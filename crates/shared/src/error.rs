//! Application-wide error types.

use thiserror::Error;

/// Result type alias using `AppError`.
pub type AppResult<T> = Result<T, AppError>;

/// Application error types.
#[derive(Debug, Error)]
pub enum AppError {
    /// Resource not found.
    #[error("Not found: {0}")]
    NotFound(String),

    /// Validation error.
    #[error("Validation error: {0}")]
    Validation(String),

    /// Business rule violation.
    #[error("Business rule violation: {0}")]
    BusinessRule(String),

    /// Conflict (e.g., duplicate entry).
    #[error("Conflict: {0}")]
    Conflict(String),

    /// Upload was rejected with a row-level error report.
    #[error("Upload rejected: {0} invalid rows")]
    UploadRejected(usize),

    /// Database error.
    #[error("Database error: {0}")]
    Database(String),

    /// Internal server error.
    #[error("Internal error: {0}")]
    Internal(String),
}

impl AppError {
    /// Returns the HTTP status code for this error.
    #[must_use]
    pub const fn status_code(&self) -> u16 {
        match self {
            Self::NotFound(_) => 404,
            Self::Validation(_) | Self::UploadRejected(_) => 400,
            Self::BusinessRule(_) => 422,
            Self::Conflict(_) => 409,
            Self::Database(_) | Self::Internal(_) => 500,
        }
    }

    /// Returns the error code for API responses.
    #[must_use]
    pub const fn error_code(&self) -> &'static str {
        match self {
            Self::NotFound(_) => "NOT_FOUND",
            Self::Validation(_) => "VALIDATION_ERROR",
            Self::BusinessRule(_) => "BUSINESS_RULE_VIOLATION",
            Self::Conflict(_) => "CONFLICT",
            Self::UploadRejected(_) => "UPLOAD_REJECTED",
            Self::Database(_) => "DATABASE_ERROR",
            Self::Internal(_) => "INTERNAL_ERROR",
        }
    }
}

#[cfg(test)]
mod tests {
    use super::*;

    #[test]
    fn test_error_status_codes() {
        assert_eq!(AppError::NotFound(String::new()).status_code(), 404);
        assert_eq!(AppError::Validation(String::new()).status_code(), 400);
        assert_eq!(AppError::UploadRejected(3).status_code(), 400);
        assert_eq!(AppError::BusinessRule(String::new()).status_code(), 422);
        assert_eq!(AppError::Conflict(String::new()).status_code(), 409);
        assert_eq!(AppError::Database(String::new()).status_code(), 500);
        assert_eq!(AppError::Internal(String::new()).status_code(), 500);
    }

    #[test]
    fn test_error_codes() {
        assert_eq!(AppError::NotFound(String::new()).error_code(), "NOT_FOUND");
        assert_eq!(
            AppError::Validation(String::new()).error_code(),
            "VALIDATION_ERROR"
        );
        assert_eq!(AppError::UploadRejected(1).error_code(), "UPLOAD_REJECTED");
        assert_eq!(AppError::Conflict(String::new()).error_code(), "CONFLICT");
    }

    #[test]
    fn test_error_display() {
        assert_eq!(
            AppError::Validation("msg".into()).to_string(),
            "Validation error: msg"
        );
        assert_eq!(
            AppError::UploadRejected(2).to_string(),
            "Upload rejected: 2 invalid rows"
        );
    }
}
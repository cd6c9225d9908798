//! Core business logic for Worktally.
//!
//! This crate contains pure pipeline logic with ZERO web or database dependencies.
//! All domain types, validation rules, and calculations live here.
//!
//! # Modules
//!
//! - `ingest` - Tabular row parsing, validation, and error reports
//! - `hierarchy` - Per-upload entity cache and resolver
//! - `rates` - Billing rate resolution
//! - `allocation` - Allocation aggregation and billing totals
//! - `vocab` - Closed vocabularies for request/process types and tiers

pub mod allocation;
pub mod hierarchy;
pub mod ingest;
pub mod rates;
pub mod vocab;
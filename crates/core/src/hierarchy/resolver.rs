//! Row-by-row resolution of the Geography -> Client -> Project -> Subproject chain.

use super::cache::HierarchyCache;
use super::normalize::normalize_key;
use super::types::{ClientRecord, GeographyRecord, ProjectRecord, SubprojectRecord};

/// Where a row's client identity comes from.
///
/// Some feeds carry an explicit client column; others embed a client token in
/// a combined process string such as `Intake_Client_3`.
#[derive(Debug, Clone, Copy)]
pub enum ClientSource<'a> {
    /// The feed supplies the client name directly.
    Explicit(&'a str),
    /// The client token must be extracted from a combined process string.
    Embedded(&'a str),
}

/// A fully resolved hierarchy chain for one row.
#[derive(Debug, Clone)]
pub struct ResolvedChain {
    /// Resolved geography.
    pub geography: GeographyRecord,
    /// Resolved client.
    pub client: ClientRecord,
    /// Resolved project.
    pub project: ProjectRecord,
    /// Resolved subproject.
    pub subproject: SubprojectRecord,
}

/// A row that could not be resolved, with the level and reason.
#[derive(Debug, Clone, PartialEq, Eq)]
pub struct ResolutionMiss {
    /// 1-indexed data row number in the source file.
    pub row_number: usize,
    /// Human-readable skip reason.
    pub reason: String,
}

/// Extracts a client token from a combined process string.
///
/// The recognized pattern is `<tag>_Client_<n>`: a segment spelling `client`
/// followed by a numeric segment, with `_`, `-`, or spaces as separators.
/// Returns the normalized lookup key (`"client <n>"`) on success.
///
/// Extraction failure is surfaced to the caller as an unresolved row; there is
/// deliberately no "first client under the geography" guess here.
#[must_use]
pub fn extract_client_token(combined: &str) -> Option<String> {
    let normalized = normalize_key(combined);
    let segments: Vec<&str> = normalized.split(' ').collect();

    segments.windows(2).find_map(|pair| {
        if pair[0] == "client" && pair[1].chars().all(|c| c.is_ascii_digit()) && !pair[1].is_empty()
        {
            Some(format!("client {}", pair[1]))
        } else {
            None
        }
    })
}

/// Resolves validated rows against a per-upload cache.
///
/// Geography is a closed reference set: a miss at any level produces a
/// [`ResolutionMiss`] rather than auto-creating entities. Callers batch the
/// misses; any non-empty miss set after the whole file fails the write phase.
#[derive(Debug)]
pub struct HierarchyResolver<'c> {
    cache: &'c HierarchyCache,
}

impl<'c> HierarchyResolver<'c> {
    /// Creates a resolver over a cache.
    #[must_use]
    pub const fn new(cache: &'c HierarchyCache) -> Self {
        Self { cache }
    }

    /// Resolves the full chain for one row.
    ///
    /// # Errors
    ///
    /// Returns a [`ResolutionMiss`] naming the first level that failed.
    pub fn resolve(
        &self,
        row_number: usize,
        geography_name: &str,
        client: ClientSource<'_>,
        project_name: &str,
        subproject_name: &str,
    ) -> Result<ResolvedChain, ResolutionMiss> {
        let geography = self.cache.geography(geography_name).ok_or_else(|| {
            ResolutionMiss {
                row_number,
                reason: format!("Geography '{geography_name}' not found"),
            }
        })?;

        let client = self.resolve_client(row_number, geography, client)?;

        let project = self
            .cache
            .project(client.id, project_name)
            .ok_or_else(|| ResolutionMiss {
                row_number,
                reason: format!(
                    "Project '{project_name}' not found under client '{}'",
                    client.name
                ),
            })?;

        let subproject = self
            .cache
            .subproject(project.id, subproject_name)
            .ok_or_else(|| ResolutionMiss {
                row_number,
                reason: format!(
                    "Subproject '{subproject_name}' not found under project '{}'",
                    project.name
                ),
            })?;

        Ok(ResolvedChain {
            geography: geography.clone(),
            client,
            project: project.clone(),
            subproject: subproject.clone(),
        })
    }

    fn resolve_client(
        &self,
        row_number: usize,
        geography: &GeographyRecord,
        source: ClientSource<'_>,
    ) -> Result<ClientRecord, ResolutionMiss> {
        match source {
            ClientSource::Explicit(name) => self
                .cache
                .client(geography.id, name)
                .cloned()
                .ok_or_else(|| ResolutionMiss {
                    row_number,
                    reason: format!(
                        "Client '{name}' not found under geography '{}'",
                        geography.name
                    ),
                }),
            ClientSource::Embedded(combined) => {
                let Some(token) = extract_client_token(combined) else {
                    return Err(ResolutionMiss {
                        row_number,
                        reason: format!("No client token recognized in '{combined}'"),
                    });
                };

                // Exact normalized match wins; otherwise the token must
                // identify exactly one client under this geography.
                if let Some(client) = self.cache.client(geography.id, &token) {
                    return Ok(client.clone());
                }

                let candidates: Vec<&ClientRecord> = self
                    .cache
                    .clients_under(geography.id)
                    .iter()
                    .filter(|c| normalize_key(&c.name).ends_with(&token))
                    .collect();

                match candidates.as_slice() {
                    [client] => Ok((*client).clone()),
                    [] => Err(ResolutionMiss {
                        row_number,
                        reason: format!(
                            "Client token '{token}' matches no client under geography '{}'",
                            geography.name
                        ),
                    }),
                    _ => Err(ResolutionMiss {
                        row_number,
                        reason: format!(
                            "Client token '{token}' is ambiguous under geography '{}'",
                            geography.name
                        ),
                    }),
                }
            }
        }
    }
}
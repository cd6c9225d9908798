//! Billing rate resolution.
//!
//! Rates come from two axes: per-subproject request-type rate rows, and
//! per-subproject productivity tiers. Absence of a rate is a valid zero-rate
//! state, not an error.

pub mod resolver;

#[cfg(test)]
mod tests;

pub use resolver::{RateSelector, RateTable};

__ASSIGNED TASK__: Copy, exactly and with nothing added, the lines from the one containing "a valid zero-rate" through the end of the records.

__RESPONSE__:
//! per-subproject productivity tiers. Absence of a rate is a valid zero-rate
//! state, not an error.

pub mod resolver;

#[cfg(test)]
mod tests;

pub use resolver::{RateSelector, RateTable};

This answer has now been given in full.